In The City, it appears the roller blade is mightier than the car.
Skaters, bikers and pedestrians won a victory over museums, disability and neighborhood groups in a contentious battle over whether to close some of the eastern half of Golden Gate Park to cars on weekends.
The Board of Supervisors voted 7-4 for a trial ordinance shutting down a 1.5-mile stretch of John F. Kennedy Drive and some connecting roads on Saturdays between Memorial Day and November. A similar ban, which has existed for nearly 40 years on Sundays, draws thousands of people each week.
The vote came after supporters and opponents of the measure shouted each other down at dueling press conferences on the steps of City Hall. Supporters, who have dubbed the initiative “Healthy Saturdays,” said it will give people a chance to skate and ride around the park without having to fear being hit by a car while encouraging exercise.
“We like riding our bikes with no cars,” said a young Sophie Aufdencamp, who spoke at the press conference for Healthy Saturdays. Nearby, stood her bright purple bike complete with training wheels.
Supporters said the time is right for the measure, which was defeated in two separate ballot measures in 2000, because a new 800-spot parking garage has been completed below the de Young Museum that will be accessible during the closure.
Opponents fear it will hurt attendance at museums, such as the de Young and the Conservatory of Flowers, and send parkgoers trawling for scarce parking spaces in the Haight, Richmond and Sunset districts.
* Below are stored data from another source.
//! Geometric queries for gameplay collision
//!
//! Everything here is a pure function of its arguments. Barriers are tested on
//! the ground plane (their footprint); hostiles are approximated by spheres.
//! Not a physics engine: there is no response, only yes/no and nearest-hit.

use glam::{Quat, Vec3};
use serde::{Deserialize, Serialize};

/// Immutable collision footprint of a wall/crate, loaded once at world setup
#[derive(Debug, Clone, Copy, PartialEq, Serialize, Deserialize)]
pub struct StaticBarrier {
    /// Footprint center
    pub position: Vec3,
    /// Rotation about +Y (radians)
    pub yaw: f32,
    /// Extent along the local X axis
    pub width: f32,
    /// Extent along the local Z axis
    pub depth: f32,
}

impl StaticBarrier {
    pub fn new(position: Vec3, yaw: f32, width: f32, depth: f32) -> Self {
        Self {
            position,
            yaw,
            width,
            depth,
        }
    }

    #[inline]
    pub fn half_width(&self) -> f32 {
        self.width / 2.0
    }

    #[inline]
    pub fn half_depth(&self) -> f32 {
        self.depth / 2.0
    }

    /// Bring a world point into the barrier's unrotated frame
    #[inline]
    pub fn to_local(&self, point: Vec3) -> Vec3 {
        Quat::from_rotation_y(-self.yaw) * (point - self.position)
    }

    /// Oriented-box test of a circle of `radius` around `point`
    pub fn contains(&self, point: Vec3, radius: f32) -> bool {
        let local = self.to_local(point);
        local.x.abs() < self.half_width() + radius && local.z.abs() < self.half_depth() + radius
    }
}

/// Does a circle at `point` overlap any barrier
pub fn collides_with_barriers(point: Vec3, radius: f32, barriers: &[StaticBarrier]) -> bool {
    barriers.iter().any(|b| b.contains(point, radius))
}

/// Sphere overlap; touching spheres do not collide
#[inline]
pub fn spheres_collide(a: Vec3, radius_a: f32, b: Vec3, radius_b: f32) -> bool {
    a.distance(b) < radius_a + radius_b
}

#[inline]
pub fn point_in_sphere(point: Vec3, center: Vec3, radius: f32) -> bool {
    point.distance_squared(center) <= radius * radius
}

/// Nearest forward intersection of a ray
#[derive(Debug, Clone, Copy, PartialEq)]
pub struct RayHit {
    /// Ray parameter; equals world distance for a unit direction
    pub distance: f32,
    pub point: Vec3,
}

/// Intersect `origin + t * dir` with a sphere.
///
/// Takes the smaller root only: a sphere behind the origin, or one the origin
/// is already inside of, is a miss.
pub fn ray_sphere(origin: Vec3, dir: Vec3, center: Vec3, radius: f32) -> Option<RayHit> {
    let oc = origin - center;
    let a = dir.dot(dir);
    if a <= f32::EPSILON {
        return None;
    }
    let b = 2.0 * oc.dot(dir);
    let c = oc.dot(oc) - radius * radius;
    let discriminant = b * b - 4.0 * a * c;
    if discriminant < 0.0 {
        return None;
    }

    let t = (-b - discriminant.sqrt()) / (2.0 * a);
    if t < 0.0 {
        return None;
    }
    Some(RayHit {
        distance: t,
        point: origin + dir * t,
    })
}

/// Closest point to `point` on the segment from `start` to `end`
pub fn closest_point_on_segment(point: Vec3, start: Vec3, end: Vec3) -> Vec3 {
    let segment = end - start;
    let length = segment.length();
    if length < 1e-6 {
        return start; // Degenerate segment
    }
    let dir = segment / length;
    let t = (point - start).dot(dir).clamp(0.0, length);
    start + dir * t
}

/// Inside the square `[-boundary, boundary]` on both ground axes
#[inline]
pub fn within_bounds(point: Vec3, boundary: f32) -> bool {
    point.x.abs() <= boundary && point.z.abs() <= boundary
}

/// Clamp both ground axes into the square boundary; height is untouched
#[inline]
pub fn clamp_to_bounds(point: Vec3, boundary: f32) -> Vec3 {
    Vec3::new(
        point.x.clamp(-boundary, boundary),
        point.y,
        point.z.clamp(-boundary, boundary),
    )
}

/// Anything with a world position that can be range-queried
pub trait Positioned {
    fn position(&self) -> Vec3;
}

/// Candidates whose position lies within `radius` of `center`, in input order
pub fn within_radius<'a, T, I>(candidates: I, center: Vec3, radius: f32) -> Vec<&'a T>
where
    T: Positioned + 'a,
    I: IntoIterator<Item = &'a T>,
{
    let radius_sq = radius * radius;
    candidates
        .into_iter()
        .filter(|c| c.position().distance_squared(center) <= radius_sq)
        .collect()
}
They also worry about handicapped access to the attractions.
“The conservatory is virtually landlocked on Sundays, there is a 37 percent drop in attendance,” said Rebecca Green of the San Francisco Parks Trust. “The money that comes in to keep it open and beautiful comes from visitors.”
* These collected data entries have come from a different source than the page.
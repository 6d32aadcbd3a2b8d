//! Hit-scan shot resolution
//!
//! A shot is one ray from the view origin. Every living hostile contributes a
//! body sphere and (while attached) a head sphere; the globally nearest hit
//! wins. Ties keep the earlier surface, i.e. the older entity, body first.

use glam::Vec3;

use super::collision::{RayHit, ray_sphere};
use super::effects::{EffectKind, EffectQueue};
use super::enemy::{Enemy, HitSphere};
use super::state::GameStateStore;
use crate::config::{EnemyConfig, GameConfig};

/// A shot ray; `dir` is expected to be unit length
#[derive(Debug, Clone, Copy, PartialEq)]
pub struct Ray {
    pub origin: Vec3,
    pub dir: Vec3,
}

impl Ray {
    pub fn new(origin: Vec3, dir: Vec3) -> Self {
        Self {
            origin,
            dir: dir.normalize_or_zero(),
        }
    }

    pub fn at(&self, t: f32) -> Vec3 {
        self.origin + self.dir * t
    }
}

/// A collider belonging to a living hostile
#[derive(Debug, Clone, Copy, PartialEq)]
pub struct HitSurface {
    pub enemy_id: u32,
    pub sphere: HitSphere,
    /// Collider sits above the owner's headshot line
    pub is_head: bool,
}

/// Collect the colliders of all living hostiles, in entity order
pub fn gather_surfaces(enemies: &[Enemy], config: &EnemyConfig) -> Vec<HitSurface> {
    let mut surfaces = Vec::with_capacity(enemies.len() * 2);
    for enemy in enemies.iter().filter(|e| e.is_alive()) {
        let line = enemy.headshot_line(config);
        let spheres = std::iter::once(enemy.body_sphere(config)).chain(enemy.head_sphere(config));
        for sphere in spheres {
            surfaces.push(HitSurface {
                enemy_id: enemy.id,
                sphere,
                is_head: sphere.center.y > line,
            });
        }
    }
    surfaces
}

/// Nearest surface hit by `ray`
pub fn nearest_hit(ray: &Ray, surfaces: &[HitSurface]) -> Option<(HitSurface, RayHit)> {
    let mut best: Option<(HitSurface, RayHit)> = None;
    for surface in surfaces {
        let sphere = &surface.sphere;
        let Some(hit) = ray_sphere(ray.origin, ray.dir, sphere.center, sphere.radius) else {
            continue;
        };
        if best.is_none_or(|(_, b)| hit.distance < b.distance) {
            best = Some((*surface, hit));
        }
    }
    best
}

/// Outcome of one resolved shot
#[derive(Debug, Clone, Copy, PartialEq)]
pub struct ShotHit {
    pub enemy_id: u32,
    pub point: Vec3,
    pub distance: f32,
    /// Surface struck was classified as a head collider
    pub head_surface: bool,
    /// Hit point above the owner's headshot line
    pub headshot: bool,
    pub killed: bool,
    pub coins_awarded: u32,
}

/// Resolves permitted shots against the living hostiles
#[derive(Debug, Clone, Copy)]
pub struct HitScanResolver<'a> {
    config: &'a GameConfig,
}

impl<'a> HitScanResolver<'a> {
    pub fn new(config: &'a GameConfig) -> Self {
        Self { config }
    }

    /// Cast without side effects
    pub fn trace(&self, ray: &Ray, enemies: &[Enemy]) -> Option<(HitSurface, RayHit)> {
        let surfaces = gather_surfaces(enemies, &self.config.enemy);
        nearest_hit(ray, &surfaces)
    }

    /// Resolve a shot: damage, rewards, kill count and cosmetic effects
    pub fn resolve(
        &self,
        store: &mut GameStateStore,
        enemies: &mut [Enemy],
        effects: &mut EffectQueue,
        ray: Ray,
        damage: f32,
        now: f32,
    ) -> Option<ShotHit> {
        let timings = &self.config.effects;
        effects.push(EffectKind::MuzzleFlash, ray.origin, now, timings);

        let (surface, hit) = self.trace(&ray, enemies)?;
        let enemy = enemies.iter_mut().find(|e| e.id == surface.enemy_id)?;
        if enemy.is_dead() {
            return None;
        }

        let headshot = hit.point.y > enemy.headshot_line(&self.config.enemy);
        let killed = enemy.take_damage(damage, headshot, now);
        let mut coins_awarded = 0;

        if killed {
            let rewards = &self.config.rewards;
            coins_awarded = if headshot { rewards.headshot } else { rewards.kill };
            log::debug!(
                "Enemy {} killed ({}), +{} coins",
                enemy.id,
                if headshot { "headshot" } else { "body" },
                coins_awarded
            );
            store.add_coins(coins_awarded);
            store.add_kill(headshot);
            if headshot {
                effects.push(EffectKind::Gore, hit.point, now, timings);
                let floor = Vec3::new(hit.point.x, enemy.position.y, hit.point.z);
                effects.push(EffectKind::BloodPool, floor, now, timings);
            }
        } else {
            effects.push(EffectKind::HitMarker, hit.point, now, timings);
        }

        Some(ShotHit {
            enemy_id: surface.enemy_id,
            point: hit.point,
            distance: hit.distance,
            head_surface: surface.is_head,
            headshot,
            killed,
            coins_awarded,
        })
    }
}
To mitigate the impact on disabled people, the legislation creates new handicapped parking spaces, drop-off zones and a shuttle to get around the closed portions of JFK Drive.
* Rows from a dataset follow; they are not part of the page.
//! Weapons: fire-rate and ammo gating in front of the hit-scan resolver

use std::collections::BTreeMap;

use serde::{Deserialize, Serialize};

use super::state::GameStateStore;
use crate::config::{WeaponSpec, WeaponTable};

/// Weapon types
#[derive(Debug, Clone, Copy, PartialEq, Eq, Hash, PartialOrd, Ord, Serialize, Deserialize)]
pub enum WeaponKind {
    Pistol,
    Rifle,
    Shotgun,
    Sniper,
}

impl WeaponKind {
    pub const ALL: [WeaponKind; 4] = [
        WeaponKind::Pistol,
        WeaponKind::Rifle,
        WeaponKind::Shotgun,
        WeaponKind::Sniper,
    ];

    pub fn as_str(&self) -> &'static str {
        match self {
            WeaponKind::Pistol => "pistol",
            WeaponKind::Rifle => "rifle",
            WeaponKind::Shotgun => "shotgun",
            WeaponKind::Sniper => "sniper",
        }
    }

    pub fn from_str(s: &str) -> Option<Self> {
        Self::ALL.into_iter().find(|k| k.as_str() == s.to_lowercase())
    }

    /// Number-key slot (1-based)
    pub fn slot(&self) -> u8 {
        match self {
            WeaponKind::Pistol => 1,
            WeaponKind::Rifle => 2,
            WeaponKind::Shotgun => 3,
            WeaponKind::Sniper => 4,
        }
    }

    pub fn from_slot(slot: u8) -> Option<Self> {
        Self::ALL.into_iter().find(|k| k.slot() == slot)
    }
}

/// Result of pulling the trigger
#[derive(Debug, Clone, Copy, PartialEq)]
pub enum FireOutcome {
    /// Shot left the barrel; resolve it with this damage
    Fired { damage: f32 },
    /// Still inside the fire-rate interval (no event)
    CoolingDown,
    /// Magazine empty (`WeaponEmpty` was published by the store)
    Empty,
}

impl FireOutcome {
    pub fn fired(&self) -> bool {
        matches!(self, FireOutcome::Fired { .. })
    }
}

/// One owned weapon
#[derive(Debug, Clone)]
pub struct Weapon {
    pub kind: WeaponKind,
    pub spec: WeaponSpec,
    /// Sim time of the last successful shot
    last_fire: Option<f32>,
}

impl Weapon {
    pub fn new(kind: WeaponKind, spec: WeaponSpec) -> Self {
        Self {
            kind,
            spec,
            last_fire: None,
        }
    }

    pub fn damage(&self) -> f32 {
        self.spec.damage
    }

    pub fn last_fire(&self) -> Option<f32> {
        self.last_fire
    }

    fn cooled_down(&self, now: f32) -> bool {
        self.last_fire
            .is_none_or(|last| now - last >= self.spec.fire_interval)
    }

    /// Ammo left and fire interval elapsed
    pub fn can_fire(&self, store: &GameStateStore, now: f32) -> bool {
        store.ammo(self.kind) > 0 && self.cooled_down(now)
    }

    /// Attempt a shot; ammo is consumed through the store
    pub fn fire(&mut self, store: &mut GameStateStore, now: f32) -> FireOutcome {
        if !self.cooled_down(now) {
            return FireOutcome::CoolingDown;
        }
        if !store.use_ammo() {
            return FireOutcome::Empty;
        }
        self.last_fire = Some(now);
        FireOutcome::Fired {
            damage: self.spec.damage,
        }
    }
}

/// Weapon instances for every owned type, for one round
#[derive(Debug, Clone, Default)]
pub struct Arsenal {
    weapons: BTreeMap<WeaponKind, Weapon>,
}

impl Arsenal {
    /// Build from the store's owned set
    pub fn from_store(store: &GameStateStore, table: &WeaponTable) -> Self {
        let mut arsenal = Self::default();
        for kind in store.state().weapons.owned.iter().copied() {
            arsenal.add(kind, table);
        }
        arsenal
    }

    /// Add a weapon; an existing instance keeps its cooldown
    pub fn add(&mut self, kind: WeaponKind, table: &WeaponTable) {
        self.weapons
            .entry(kind)
            .or_insert_with(|| Weapon::new(kind, *table.spec(kind)));
    }

    pub fn get(&self, kind: WeaponKind) -> Option<&Weapon> {
        self.weapons.get(&kind)
    }

    pub fn get_mut(&mut self, kind: WeaponKind) -> Option<&mut Weapon> {
        self.weapons.get_mut(&kind)
    }

    pub fn contains(&self, kind: WeaponKind) -> bool {
        self.weapons.contains_key(&kind)
    }

    pub fn len(&self) -> usize {
        self.weapons.len()
    }

    pub fn is_empty(&self) -> bool {
        self.weapons.is_empty()
    }
}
It does not appear there will be enough votes to make it veto-proof, and the mayor has not made a decision yet whether to support or veto the ordinance but hopes the warring sides can come together.
City officials said that might mean creating some kind of body to monitor and report on potential concerns with the closure, such as parking problems in the surrounding neighborhoods and declining attendance at museums. The legislation does call for the Recreation and Park Department and Department of Parking and Traffic to produce reports on the impact of the Saturday closure.